Collected data
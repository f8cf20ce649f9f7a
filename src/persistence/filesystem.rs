use async_trait::async_trait;
use chrono::Utc;
use std::path::PathBuf;
use tokio::fs;
use tracing::{debug, info, warn};

use super::{
    CheckpointMetadata, CheckpointReason, Continuation, ContinuationStore, PersistenceError,
    CONTINUATION_VERSION,
};
use crate::config::PersistenceConfig;

const FILE_SUFFIX: &str = ".continuation.json";

/// One JSON file per analysis under the configured directory
pub struct FileSystemContinuationStore {
    config: PersistenceConfig,
}

impl FileSystemContinuationStore {
    pub fn new(config: PersistenceConfig) -> Self {
        Self { config }
    }

    /// Analysis ids are caller supplied. Bytes outside `[A-Za-z0-9_-]` are
    /// percent-encoded so distinct ids never share a file.
    fn file_path(&self, analysis_id: &str) -> PathBuf {
        let mut encoded = String::with_capacity(analysis_id.len());
        for byte in analysis_id.bytes() {
            if byte.is_ascii_alphanumeric() || byte == b'-' || byte == b'_' {
                encoded.push(char::from(byte));
            } else {
                encoded.push_str(&format!("%{byte:02X}"));
            }
        }
        self.config.directory.join(format!("{encoded}{FILE_SUFFIX}"))
    }

    fn calculate_integrity_hash(continuation: &Continuation) -> String {
        use std::collections::hash_map::DefaultHasher;
        use std::hash::{Hash, Hasher};

        let mut hasher = DefaultHasher::new();
        continuation.analysis_id.hash(&mut hasher);
        continuation.version.hash(&mut hasher);
        continuation.state.hash(&mut hasher);
        continuation.history.len().hash(&mut hasher);
        continuation.poll_count.hash(&mut hasher);
        continuation.created_at.timestamp().hash(&mut hasher);
        if let Some(resume_at) = continuation.resume_at {
            resume_at.timestamp().hash(&mut hasher);
        }

        format!("{:x}", hasher.finish())
    }

    fn verify(&self, continuation: &Continuation) -> Result<(), PersistenceError> {
        if continuation.version != CONTINUATION_VERSION {
            return Err(PersistenceError::VersionMismatch {
                expected: CONTINUATION_VERSION.to_string(),
                found: continuation.version.clone(),
            });
        }

        let expected = Self::calculate_integrity_hash(continuation);
        if self.config.enable_integrity_checks && continuation.checkpoint.integrity_hash != expected
        {
            return Err(PersistenceError::Corruption {
                analysis_id: continuation.analysis_id.clone(),
                reason: "Integrity check failed".to_string(),
            });
        }

        Ok(())
    }

    async fn read(&self, path: &PathBuf) -> Result<Continuation, PersistenceError> {
        let contents = fs::read_to_string(path).await?;
        let continuation: Continuation = serde_json::from_str(&contents)?;
        self.verify(&continuation)?;
        Ok(continuation)
    }
}

#[async_trait]
impl ContinuationStore for FileSystemContinuationStore {
    async fn save(
        &self,
        continuation: &Continuation,
        reason: CheckpointReason,
    ) -> Result<String, PersistenceError> {
        fs::create_dir_all(&self.config.directory).await?;

        let mut to_save = continuation.clone();
        to_save.last_persisted = Utc::now();

        let integrity_hash = if self.config.enable_integrity_checks {
            Self::calculate_integrity_hash(&to_save)
        } else {
            "integrity_disabled".to_string()
        };
        to_save.checkpoint = CheckpointMetadata::capture(reason, integrity_hash);
        let checkpoint_id = to_save.checkpoint.checkpoint_id.clone();

        let path = self.file_path(&continuation.analysis_id);
        let serialized = serde_json::to_string_pretty(&to_save)?;

        // Write to temporary file first, then rename
        let temp_file = format!("{}.tmp", path.display());
        fs::write(&temp_file, serialized).await?;
        fs::rename(&temp_file, &path).await?;

        debug!(
            analysis_id = %continuation.analysis_id,
            checkpoint_id = %checkpoint_id,
            state = %continuation.state,
            reason = ?reason,
            file = ?path,
            "Continuation saved"
        );

        Ok(checkpoint_id)
    }

    async fn load(&self, analysis_id: &str) -> Result<Option<Continuation>, PersistenceError> {
        let path = self.file_path(analysis_id);
        if !fs::try_exists(&path).await? {
            debug!(analysis_id = %analysis_id, file = ?path, "No continuation found");
            return Ok(None);
        }

        let continuation = self.read(&path).await?;
        if continuation.analysis_id != analysis_id {
            return Err(PersistenceError::Corruption {
                analysis_id: analysis_id.to_string(),
                reason: format!("File holds analysis '{}'", continuation.analysis_id),
            });
        }
        info!(
            analysis_id = %analysis_id,
            checkpoint_id = %continuation.checkpoint.checkpoint_id,
            state = %continuation.state,
            "Continuation loaded"
        );
        Ok(Some(continuation))
    }

    async fn remove(&self, analysis_id: &str) -> Result<bool, PersistenceError> {
        let path = self.file_path(analysis_id);
        match fs::remove_file(&path).await {
            Ok(()) => {
                debug!(analysis_id = %analysis_id, "Continuation removed");
                Ok(true)
            }
            Err(e) if e.kind() == std::io::ErrorKind::NotFound => Ok(false),
            Err(e) => Err(e.into()),
        }
    }

    async fn list(&self) -> Result<Vec<Continuation>, PersistenceError> {
        let mut entries = match fs::read_dir(&self.config.directory).await {
            Ok(entries) => entries,
            Err(e) if e.kind() == std::io::ErrorKind::NotFound => return Ok(Vec::new()),
            Err(e) => return Err(e.into()),
        };

        let mut continuations = Vec::new();
        while let Some(entry) = entries.next_entry().await? {
            let path = entry.path();
            let is_continuation = path
                .file_name()
                .and_then(|name| name.to_str())
                .map(|name| name.ends_with(FILE_SUFFIX))
                .unwrap_or(false);
            if !is_continuation {
                continue;
            }

            match self.read(&path).await {
                Ok(continuation) => continuations.push(continuation),
                Err(e) => warn!(file = ?path, error = %e, "Skipping unreadable continuation"),
            }
        }

        continuations.sort_by(|a, b| a.created_at.cmp(&b.created_at));
        Ok(continuations)
    }
}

# What is required
Transcribe each record above exactly. Skip none.

# Result for this task
repository f8cf20ce649f9f7a
filename src/persistence/filesystem.rs
use async_trait::async_trait;
use chrono::Utc;
use std::path::PathBuf;
use tokio::fs;
use tracing::{debug, info, warn};

use super::{
    CheckpointMetadata, CheckpointReason, Continuation, ContinuationStore, PersistenceError,
    CONTINUATION_VERSION,
};
use crate::config::PersistenceConfig;

const FILE_SUFFIX: &str = ".continuation.json";

/// One JSON file per analysis under the configured directory
pub struct FileSystemContinuationStore {
    config: PersistenceConfig,
}

impl FileSystemContinuationStore {
    pub fn new(config: PersistenceConfig) -> Self {
        Self { config }
    }

    /// Analysis ids are caller supplied. Bytes outside `[A-Za-z0-9_-]` are
    /// percent-encoded so distinct ids never share a file.
    fn file_path(&self, analysis_id: &str) -> PathBuf {
        let mut encoded = String::with_capacity(analysis_id.len());
        for byte in analysis_id.bytes() {
            if byte.is_ascii_alphanumeric() || byte == b'-' || byte == b'_' {
                encoded.push(char::from(byte));
            } else {
                encoded.push_str(&format!("%{byte:02X}"));
            }
        }
        self.config.directory.join(format!("{encoded}{FILE_SUFFIX}"))
    }

    fn calculate_integrity_hash(continuation: &Continuation) -> String {
        use std::collections::hash_map::DefaultHasher;
        use std::hash::{Hash, Hasher};

        let mut hasher = DefaultHasher::new();
        continuation.analysis_id.hash(&mut hasher);
        continuation.version.hash(&mut hasher);
        continuation.state.hash(&mut hasher);
        continuation.history.len().hash(&mut hasher);
        continuation.poll_count.hash(&mut hasher);
        continuation.created_at.timestamp().hash(&mut hasher);
        if let Some(resume_at) = continuation.resume_at {
            resume_at.timestamp().hash(&mut hasher);
        }

        format!("{:x}", hasher.finish())
    }

    fn verify(&self, continuation: &Continuation) -> Result<(), PersistenceError> {
        if continuation.version != CONTINUATION_VERSION {
            return Err(PersistenceError::VersionMismatch {
                expected: CONTINUATION_VERSION.to_string(),
                found: continuation.version.clone(),
            });
        }

        let expected = Self::calculate_integrity_hash(continuation);
        if self.config.enable_integrity_checks && continuation.checkpoint.integrity_hash != expected
        {
            return Err(PersistenceError::Corruption {
                analysis_id: continuation.analysis_id.clone(),
                reason: "Integrity check failed".to_string(),
            });
        }

        Ok(())
    }

    async fn read(&self, path: &PathBuf) -> Result<Continuation, PersistenceError> {
        let contents = fs::read_to_string(path).await?;
        let continuation: Continuation = serde_json::from_str(&contents)?;
        self.verify(&continuation)?;
        Ok(continuation)
    }
}

#[async_trait]
impl ContinuationStore for FileSystemContinuationStore {
    async fn save(
        &self,
        continuation: &Continuation,
        reason: CheckpointReason,
    ) -> Result<String, PersistenceError> {
        fs::create_dir_all(&self.config.directory).await?;

        let mut to_save = continuation.clone();
        to_save.last_persisted = Utc::now();

        let integrity_hash = if self.config.enable_integrity_checks {
            Self::calculate_integrity_hash(&to_save)
        } else {
            "integrity_disabled".to_string()
        };
        to_save.checkpoint = CheckpointMetadata::capture(reason, integrity_hash);
        let checkpoint_id = to_save.checkpoint.checkpoint_id.clone();

        let path = self.file_path(&continuation.analysis_id);
        let serialized = serde_json::to_string_pretty(&to_save)?;

        // Write to temporary file first, then rename
        let temp_file = format!("{}.tmp", path.display());
        fs::write(&temp_file, serialized).await?;
        fs::rename(&temp_file, &path).await?;

        debug!(
            analysis_id = %continuation.analysis_id,
            checkpoint_id = %checkpoint_id,
            state = %continuation.state,
            reason = ?reason,
            file = ?path,
            "Continuation saved"
        );

        Ok(checkpoint_id)
    }

    async fn load(&self, analysis_id: &str) -> Result<Option<Continuation>, PersistenceError> {
        let path = self.file_path(analysis_id);
        if !fs::try_exists(&path).await? {
            debug!(analysis_id = %analysis_id, file = ?path, "No continuation found");
            return Ok(None);
        }

        let continuation = self.read(&path).await?;
        if continuation.analysis_id != analysis_id {
            return Err(PersistenceError::Corruption {
                analysis_id: analysis_id.to_string(),
                reason: format!("File holds analysis '{}'", continuation.analysis_id),
            });
        }
        info!(
            analysis_id = %analysis_id,
            checkpoint_id = %continuation.checkpoint.checkpoint_id,
            state = %continuation.state,
            "Continuation loaded"
        );
        Ok(Some(continuation))
    }

    async fn remove(&self, analysis_id: &str) -> Result<bool, PersistenceError> {
        let path = self.file_path(analysis_id);
        match fs::remove_file(&path).await {
            Ok(()) => {
                debug!(analysis_id = %analysis_id, "Continuation removed");
                Ok(true)
            }
            Err(e) if e.kind() == std::io::ErrorKind::NotFound => Ok(false),
            Err(e) => Err(e.into()),
        }
    }

    async fn list(&self) -> Result<Vec<Continuation>, PersistenceError> {
        let mut entries = match fs::read_dir(&self.config.directory).await {
            Ok(entries) => entries,
            Err(e) if e.kind() == std::io::ErrorKind::NotFound => return Ok(Vec::new()),
            Err(e) => return Err(e.into()),
        };

        let mut continuations = Vec::new();
        while let Some(entry) = entries.next_entry().await? {
            let path = entry.path();
            let is_continuation = path
                .file_name()
                .and_then(|name| name.to_str())
                .map(|name| name.ends_with(FILE_SUFFIX))
                .unwrap_or(false);
            if !is_continuation {
                continue;
            }

            match self.read(&path).await {
                Ok(continuation) => continuations.push(continuation),
                Err(e) => warn!(file = ?path, error = %e, "Skipping unreadable continuation"),
            }
        }

        continuations.sort_by(|a, b| a.created_at.cmp(&b.created_at));
        Ok(continuations)
    }
}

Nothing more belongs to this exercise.